— RECORDS FOR THE EXERCISE —
- Opening Delimiter -

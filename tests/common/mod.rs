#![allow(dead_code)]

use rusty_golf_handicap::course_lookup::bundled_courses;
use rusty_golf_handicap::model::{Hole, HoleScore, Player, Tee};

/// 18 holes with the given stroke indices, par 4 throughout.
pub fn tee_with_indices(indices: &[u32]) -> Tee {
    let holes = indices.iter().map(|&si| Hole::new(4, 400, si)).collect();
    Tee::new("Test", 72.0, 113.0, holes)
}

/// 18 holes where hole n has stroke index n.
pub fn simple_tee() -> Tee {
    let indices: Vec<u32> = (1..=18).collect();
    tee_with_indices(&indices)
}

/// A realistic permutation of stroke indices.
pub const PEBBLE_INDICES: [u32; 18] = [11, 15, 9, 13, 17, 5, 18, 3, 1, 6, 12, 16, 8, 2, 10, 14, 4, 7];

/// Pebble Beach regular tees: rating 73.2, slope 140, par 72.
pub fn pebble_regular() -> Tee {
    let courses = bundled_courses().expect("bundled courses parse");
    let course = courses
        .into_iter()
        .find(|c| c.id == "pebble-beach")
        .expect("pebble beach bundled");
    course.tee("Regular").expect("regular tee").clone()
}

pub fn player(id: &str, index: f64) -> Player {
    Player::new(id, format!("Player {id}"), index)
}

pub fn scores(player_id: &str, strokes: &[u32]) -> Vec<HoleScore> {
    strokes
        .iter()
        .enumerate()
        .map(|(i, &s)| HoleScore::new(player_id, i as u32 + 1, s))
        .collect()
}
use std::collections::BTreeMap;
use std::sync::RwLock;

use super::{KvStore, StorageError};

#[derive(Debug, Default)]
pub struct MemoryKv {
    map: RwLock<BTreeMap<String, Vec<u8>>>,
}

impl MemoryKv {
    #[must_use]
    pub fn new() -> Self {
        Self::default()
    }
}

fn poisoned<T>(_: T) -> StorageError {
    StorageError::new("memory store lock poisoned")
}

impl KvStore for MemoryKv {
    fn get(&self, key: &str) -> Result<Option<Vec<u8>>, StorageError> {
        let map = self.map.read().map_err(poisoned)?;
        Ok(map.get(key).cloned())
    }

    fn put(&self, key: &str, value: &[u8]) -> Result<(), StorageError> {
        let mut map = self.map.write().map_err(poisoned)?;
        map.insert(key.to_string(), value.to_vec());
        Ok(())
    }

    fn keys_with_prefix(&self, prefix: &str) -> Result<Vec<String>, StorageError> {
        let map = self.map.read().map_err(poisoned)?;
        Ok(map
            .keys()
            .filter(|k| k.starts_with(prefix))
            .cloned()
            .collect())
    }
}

- Closing Delimiter -
- Opening Delimiter -

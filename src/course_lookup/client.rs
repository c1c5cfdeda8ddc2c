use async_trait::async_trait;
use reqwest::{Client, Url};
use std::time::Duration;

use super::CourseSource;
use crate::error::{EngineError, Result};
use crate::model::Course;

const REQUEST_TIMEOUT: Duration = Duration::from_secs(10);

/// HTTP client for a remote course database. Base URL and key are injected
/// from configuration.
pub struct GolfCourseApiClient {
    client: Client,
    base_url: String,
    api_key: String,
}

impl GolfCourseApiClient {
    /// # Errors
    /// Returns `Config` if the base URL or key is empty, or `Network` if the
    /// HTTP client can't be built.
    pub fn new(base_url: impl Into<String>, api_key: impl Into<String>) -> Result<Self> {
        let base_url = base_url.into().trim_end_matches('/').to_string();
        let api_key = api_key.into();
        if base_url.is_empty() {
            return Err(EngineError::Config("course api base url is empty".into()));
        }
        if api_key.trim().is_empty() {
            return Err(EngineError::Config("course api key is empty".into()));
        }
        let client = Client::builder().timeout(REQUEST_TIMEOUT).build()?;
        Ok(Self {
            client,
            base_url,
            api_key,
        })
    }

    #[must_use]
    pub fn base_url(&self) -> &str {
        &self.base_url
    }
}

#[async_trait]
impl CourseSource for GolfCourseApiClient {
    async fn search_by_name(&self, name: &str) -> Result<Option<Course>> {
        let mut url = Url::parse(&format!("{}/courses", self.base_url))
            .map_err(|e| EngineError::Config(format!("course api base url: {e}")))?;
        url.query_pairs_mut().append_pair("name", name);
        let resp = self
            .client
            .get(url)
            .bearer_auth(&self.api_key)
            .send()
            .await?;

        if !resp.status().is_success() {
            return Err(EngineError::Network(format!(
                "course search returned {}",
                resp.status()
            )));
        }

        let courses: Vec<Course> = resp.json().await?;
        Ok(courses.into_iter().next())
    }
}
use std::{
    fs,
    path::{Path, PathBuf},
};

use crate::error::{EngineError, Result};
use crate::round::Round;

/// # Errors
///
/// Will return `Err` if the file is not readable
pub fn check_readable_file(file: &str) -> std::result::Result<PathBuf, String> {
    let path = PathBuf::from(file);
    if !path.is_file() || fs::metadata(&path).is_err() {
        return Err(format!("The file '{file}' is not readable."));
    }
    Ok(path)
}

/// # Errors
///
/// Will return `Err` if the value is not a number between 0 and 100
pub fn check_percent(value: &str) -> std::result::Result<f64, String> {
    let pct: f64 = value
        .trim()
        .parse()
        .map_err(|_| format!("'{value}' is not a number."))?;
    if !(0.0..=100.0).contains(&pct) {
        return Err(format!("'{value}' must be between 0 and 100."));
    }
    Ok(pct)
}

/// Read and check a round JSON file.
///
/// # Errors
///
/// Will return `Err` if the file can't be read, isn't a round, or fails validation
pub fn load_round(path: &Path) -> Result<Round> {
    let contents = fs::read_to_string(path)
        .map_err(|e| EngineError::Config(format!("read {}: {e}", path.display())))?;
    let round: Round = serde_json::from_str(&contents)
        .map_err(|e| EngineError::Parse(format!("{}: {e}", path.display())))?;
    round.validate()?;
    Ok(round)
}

- Closing Delimiter -
- Opening Delimiter -

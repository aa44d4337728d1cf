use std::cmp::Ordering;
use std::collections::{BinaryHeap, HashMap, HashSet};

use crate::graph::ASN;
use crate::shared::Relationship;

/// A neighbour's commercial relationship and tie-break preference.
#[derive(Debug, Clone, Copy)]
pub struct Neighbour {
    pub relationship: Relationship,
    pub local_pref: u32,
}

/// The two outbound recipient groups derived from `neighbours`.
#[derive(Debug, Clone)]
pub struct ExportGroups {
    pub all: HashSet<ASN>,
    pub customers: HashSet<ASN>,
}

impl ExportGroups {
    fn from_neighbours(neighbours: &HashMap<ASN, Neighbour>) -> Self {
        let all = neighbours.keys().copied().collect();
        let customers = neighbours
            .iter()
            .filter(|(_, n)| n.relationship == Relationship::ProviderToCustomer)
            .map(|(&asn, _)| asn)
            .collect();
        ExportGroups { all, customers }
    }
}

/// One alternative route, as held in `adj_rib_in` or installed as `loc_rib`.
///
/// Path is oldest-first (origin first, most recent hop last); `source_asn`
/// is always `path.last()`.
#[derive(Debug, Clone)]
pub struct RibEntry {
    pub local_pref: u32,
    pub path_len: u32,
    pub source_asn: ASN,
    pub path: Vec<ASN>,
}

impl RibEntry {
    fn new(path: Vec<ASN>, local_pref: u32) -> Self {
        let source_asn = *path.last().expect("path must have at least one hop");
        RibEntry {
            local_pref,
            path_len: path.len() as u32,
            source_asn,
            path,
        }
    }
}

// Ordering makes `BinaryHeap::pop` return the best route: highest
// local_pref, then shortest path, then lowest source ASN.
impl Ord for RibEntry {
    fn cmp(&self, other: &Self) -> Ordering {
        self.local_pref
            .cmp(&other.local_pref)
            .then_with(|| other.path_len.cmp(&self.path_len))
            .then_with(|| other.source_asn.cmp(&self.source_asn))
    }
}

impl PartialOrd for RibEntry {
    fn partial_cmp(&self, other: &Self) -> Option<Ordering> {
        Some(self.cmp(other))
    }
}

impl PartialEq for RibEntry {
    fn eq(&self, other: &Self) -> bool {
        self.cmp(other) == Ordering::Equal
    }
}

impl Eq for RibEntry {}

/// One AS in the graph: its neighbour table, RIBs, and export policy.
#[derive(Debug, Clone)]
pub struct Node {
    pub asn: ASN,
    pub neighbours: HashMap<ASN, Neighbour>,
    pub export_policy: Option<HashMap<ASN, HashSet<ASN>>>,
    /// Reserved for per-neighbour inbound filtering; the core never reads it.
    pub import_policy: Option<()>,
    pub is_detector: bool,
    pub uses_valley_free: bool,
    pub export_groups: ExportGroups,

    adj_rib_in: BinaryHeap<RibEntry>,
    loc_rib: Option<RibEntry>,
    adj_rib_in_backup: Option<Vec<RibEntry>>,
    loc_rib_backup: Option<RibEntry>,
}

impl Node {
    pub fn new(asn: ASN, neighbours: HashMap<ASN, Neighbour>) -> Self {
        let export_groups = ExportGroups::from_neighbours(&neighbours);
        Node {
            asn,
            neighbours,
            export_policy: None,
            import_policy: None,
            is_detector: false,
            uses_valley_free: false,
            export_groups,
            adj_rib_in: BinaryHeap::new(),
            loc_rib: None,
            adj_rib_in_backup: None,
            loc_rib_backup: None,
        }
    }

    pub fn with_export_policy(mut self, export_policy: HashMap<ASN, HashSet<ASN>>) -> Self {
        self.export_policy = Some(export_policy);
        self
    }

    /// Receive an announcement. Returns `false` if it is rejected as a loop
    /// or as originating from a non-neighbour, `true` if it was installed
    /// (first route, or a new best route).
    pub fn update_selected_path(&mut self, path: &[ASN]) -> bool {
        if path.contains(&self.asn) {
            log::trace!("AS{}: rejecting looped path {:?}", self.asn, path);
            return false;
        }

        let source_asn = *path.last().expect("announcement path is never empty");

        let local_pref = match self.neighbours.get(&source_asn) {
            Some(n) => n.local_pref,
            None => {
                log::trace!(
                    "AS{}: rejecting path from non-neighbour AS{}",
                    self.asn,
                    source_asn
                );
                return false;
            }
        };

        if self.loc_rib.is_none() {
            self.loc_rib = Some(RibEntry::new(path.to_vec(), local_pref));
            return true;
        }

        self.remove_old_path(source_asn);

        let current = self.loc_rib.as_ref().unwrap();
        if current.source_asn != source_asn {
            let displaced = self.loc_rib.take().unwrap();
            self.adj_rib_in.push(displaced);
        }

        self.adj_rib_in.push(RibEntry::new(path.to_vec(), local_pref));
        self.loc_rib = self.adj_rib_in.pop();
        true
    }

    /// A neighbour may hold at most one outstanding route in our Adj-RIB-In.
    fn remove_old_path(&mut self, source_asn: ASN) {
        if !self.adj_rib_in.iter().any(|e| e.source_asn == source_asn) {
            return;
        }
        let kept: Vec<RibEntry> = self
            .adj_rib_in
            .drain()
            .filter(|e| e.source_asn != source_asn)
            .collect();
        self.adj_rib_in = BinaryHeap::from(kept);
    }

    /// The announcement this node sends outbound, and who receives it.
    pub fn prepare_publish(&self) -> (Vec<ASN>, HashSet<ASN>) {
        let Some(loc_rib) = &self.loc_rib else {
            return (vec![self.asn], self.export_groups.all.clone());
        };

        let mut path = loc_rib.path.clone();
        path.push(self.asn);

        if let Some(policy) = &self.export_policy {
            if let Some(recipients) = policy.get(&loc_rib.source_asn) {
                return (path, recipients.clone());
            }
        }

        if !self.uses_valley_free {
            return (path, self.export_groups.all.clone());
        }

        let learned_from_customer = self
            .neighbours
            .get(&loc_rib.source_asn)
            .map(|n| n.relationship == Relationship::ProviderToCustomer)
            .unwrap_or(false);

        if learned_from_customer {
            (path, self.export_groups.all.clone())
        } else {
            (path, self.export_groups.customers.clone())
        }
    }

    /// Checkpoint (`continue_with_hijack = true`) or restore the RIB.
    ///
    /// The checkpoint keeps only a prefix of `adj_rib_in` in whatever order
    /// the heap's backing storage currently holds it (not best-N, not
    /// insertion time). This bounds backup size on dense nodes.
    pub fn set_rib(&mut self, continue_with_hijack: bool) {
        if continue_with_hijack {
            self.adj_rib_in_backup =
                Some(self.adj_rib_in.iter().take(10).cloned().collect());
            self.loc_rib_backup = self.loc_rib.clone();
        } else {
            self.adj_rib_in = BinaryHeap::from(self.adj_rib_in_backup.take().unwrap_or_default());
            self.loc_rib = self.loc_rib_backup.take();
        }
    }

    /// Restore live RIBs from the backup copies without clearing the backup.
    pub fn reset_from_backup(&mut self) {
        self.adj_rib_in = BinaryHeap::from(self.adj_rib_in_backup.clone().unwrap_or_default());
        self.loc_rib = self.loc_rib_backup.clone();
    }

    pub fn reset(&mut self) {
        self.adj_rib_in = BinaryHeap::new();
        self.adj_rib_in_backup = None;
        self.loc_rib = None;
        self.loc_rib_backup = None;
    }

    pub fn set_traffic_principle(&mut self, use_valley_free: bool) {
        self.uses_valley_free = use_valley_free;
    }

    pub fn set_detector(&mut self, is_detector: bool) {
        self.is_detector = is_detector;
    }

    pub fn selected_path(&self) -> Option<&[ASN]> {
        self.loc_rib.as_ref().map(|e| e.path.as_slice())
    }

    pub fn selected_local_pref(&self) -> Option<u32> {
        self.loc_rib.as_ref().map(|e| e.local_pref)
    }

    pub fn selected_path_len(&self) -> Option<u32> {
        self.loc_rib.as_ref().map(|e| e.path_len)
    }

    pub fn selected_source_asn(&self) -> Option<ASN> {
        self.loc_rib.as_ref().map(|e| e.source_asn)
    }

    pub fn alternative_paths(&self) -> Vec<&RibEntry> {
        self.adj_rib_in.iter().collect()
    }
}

- Closing Delimiter -

— TASK ITEM —
Return each line of the listing that holds the word "number".

— RESPONSE AREA —
/// Will return `Err` if the value is not a number between 0 and 100
        .map_err(|_| format!("'{value}' is not a number."))?;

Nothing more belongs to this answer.